#### Your goal
Starting at the top of the entries, restate word for word each line up to and including the one with "const DEFAULT_GLACIER_LOGS_DIR: &str".

#### Provided entries
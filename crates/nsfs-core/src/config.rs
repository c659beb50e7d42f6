//! Runtime configuration for the NSFS control plane.
//!
//! All configuration is injected at startup: defaults, then environment
//! variables, then CLI flags (applied by the binary). The config root and
//! the WAL directory are the only process-wide paths in the system.

use std::path::PathBuf;

use serde::{Deserialize, Serialize};
use typed_builder::TypedBuilder;

use crate::types::ConfigRootBackend;

/// Schema version of the config directory this build writes and expects.
pub const CONFIG_DIR_VERSION: &str = "1.0.0";

/// Default config root when `NSFS_NC_DEFAULT_CONF_DIR` is unset.
const DEFAULT_CONF_DIR: &str = "/etc/noobaa.conf.d";

/// Default WAL directory when `NSFS_GLACIER_LOGS_DIR` is unset.
const DEFAULT_GLACIER_LOGS_DIR: &str = "/var/log/noobaa/wal";

/// Default TTL for the per-process account-by-id cache, in seconds.
const DEFAULT_ACCOUNT_CACHE_TTL_SECS: u64 = 60;

/// Records at or below this byte length rely on O_APPEND atomicity;
/// longer records take an advisory lock for the write. Matches POSIX
/// `PIPE_BUF`.
const DEFAULT_WAL_MAX_ATOMIC_RECORD_LEN: usize = 512;

/// Global configuration for the NSFS control plane.
///
/// # Examples
///
/// ```
/// use nsfs_core::NsfsConfig;
///
/// let config = NsfsConfig::default();
/// assert_eq!(config.config_root.to_str(), Some("/etc/noobaa.conf.d"));
/// ```
#[derive(Debug, Clone, Serialize, Deserialize, TypedBuilder)]
pub struct NsfsConfig {
    /// Root directory holding all persistent control-plane state.
    #[builder(default = PathBuf::from(DEFAULT_CONF_DIR))]
    pub config_root: PathBuf,

    /// Backend flavor of the config root filesystem.
    #[builder(default)]
    pub config_root_backend: ConfigRootBackend,

    /// Directory holding the glacier migrate / restore WALs.
    #[builder(default = PathBuf::from(DEFAULT_GLACIER_LOGS_DIR))]
    pub glacier_logs_dir: PathBuf,

    /// Package version of the running host.
    #[builder(default = String::from(env!("CARGO_PKG_VERSION")))]
    pub package_version: String,

    /// Directory of operator-supplied upgrade scripts, if any.
    #[builder(default)]
    pub upgrade_scripts_dir: Option<PathBuf>,

    /// Log level filter string (e.g. `"info"`, `"debug"`).
    #[builder(default = String::from("info"))]
    pub log_level: String,

    /// TTL in seconds for the account-by-id cache.
    #[builder(default = DEFAULT_ACCOUNT_CACHE_TTL_SECS)]
    pub account_cache_ttl_secs: u64,

    /// Largest WAL record written without an advisory lock.
    #[builder(default = DEFAULT_WAL_MAX_ATOMIC_RECORD_LEN)]
    pub wal_max_atomic_record_len: usize,

    /// Seed key generation deterministically (test-only).
    #[builder(default = false)]
    pub disable_init_random_seed: bool,
}

impl Default for NsfsConfig {
    fn default() -> Self {
        Self {
            config_root: PathBuf::from(DEFAULT_CONF_DIR),
            config_root_backend: ConfigRootBackend::default(),
            glacier_logs_dir: PathBuf::from(DEFAULT_GLACIER_LOGS_DIR),
            package_version: String::from(env!("CARGO_PKG_VERSION")),
            upgrade_scripts_dir: None,
            log_level: String::from("info"),
            account_cache_ttl_secs: DEFAULT_ACCOUNT_CACHE_TTL_SECS,
            wal_max_atomic_record_len: DEFAULT_WAL_MAX_ATOMIC_RECORD_LEN,
            disable_init_random_seed: false,
        }
    }
}

impl NsfsConfig {
    /// Load configuration from environment variables.
    ///
    /// Reads the following environment variables (falling back to defaults):
    ///
    /// | Variable | Default |
    /// |----------|---------|
    /// | `NSFS_NC_DEFAULT_CONF_DIR` | `/etc/noobaa.conf.d` |
    /// | `CONFIG_ROOT_BACKEND` | `none` |
    /// | `NSFS_GLACIER_LOGS_DIR` | `/var/log/noobaa/wal` |
    /// | `NSFS_UPGRADE_SCRIPTS_DIR` | *(unset)* |
    /// | `LOG_LEVEL` | `info` |
    /// | `DISABLE_INIT_RANDOM_SEED` | `false` |
    ///
    /// # Errors
    ///
    /// Returns [`crate::NsfsError::Config`] if `CONFIG_ROOT_BACKEND` has an
    /// unrecognized value.
    pub fn from_env() -> crate::NsfsResult<Self> {
        let mut config = Self::default();

        if let Ok(v) = std::env::var("NSFS_NC_DEFAULT_CONF_DIR") {
            config.config_root = PathBuf::from(v);
        }
        if let Ok(v) = std::env::var("CONFIG_ROOT_BACKEND") {
            config.config_root_backend = ConfigRootBackend::parse(&v)?;
        }
        if let Ok(v) = std::env::var("NSFS_GLACIER_LOGS_DIR") {
            config.glacier_logs_dir = PathBuf::from(v);
        }
        if let Ok(v) = std::env::var("NSFS_UPGRADE_SCRIPTS_DIR") {
            config.upgrade_scripts_dir = Some(PathBuf::from(v));
        }
        if let Ok(v) = std::env::var("LOG_LEVEL") {
            config.log_level = v;
        }
        if let Ok(v) = std::env::var("DISABLE_INIT_RANDOM_SEED") {
            config.disable_init_random_seed = v == "1" || v.eq_ignore_ascii_case("true");
        }

        Ok(config)
    }
}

#### Solution to the problem
filename crates/nsfs-core/src/config.rs
repository c659beb50e7d42f6
//! Runtime configuration for the NSFS control plane.
//!
//! All configuration is injected at startup: defaults, then environment
//! variables, then CLI flags (applied by the binary). The config root and
//! the WAL directory are the only process-wide paths in the system.

use std::path::PathBuf;

use serde::{Deserialize, Serialize};
use typed_builder::TypedBuilder;

use crate::types::ConfigRootBackend;

/// Schema version of the config directory this build writes and expects.
pub const CONFIG_DIR_VERSION: &str = "1.0.0";

/// Default config root when `NSFS_NC_DEFAULT_CONF_DIR` is unset.
const DEFAULT_CONF_DIR: &str = "/etc/noobaa.conf.d";

/// Default WAL directory when `NSFS_GLACIER_LOGS_DIR` is unset.
const DEFAULT_GLACIER_LOGS_DIR: &str = "/var/log/noobaa/wal";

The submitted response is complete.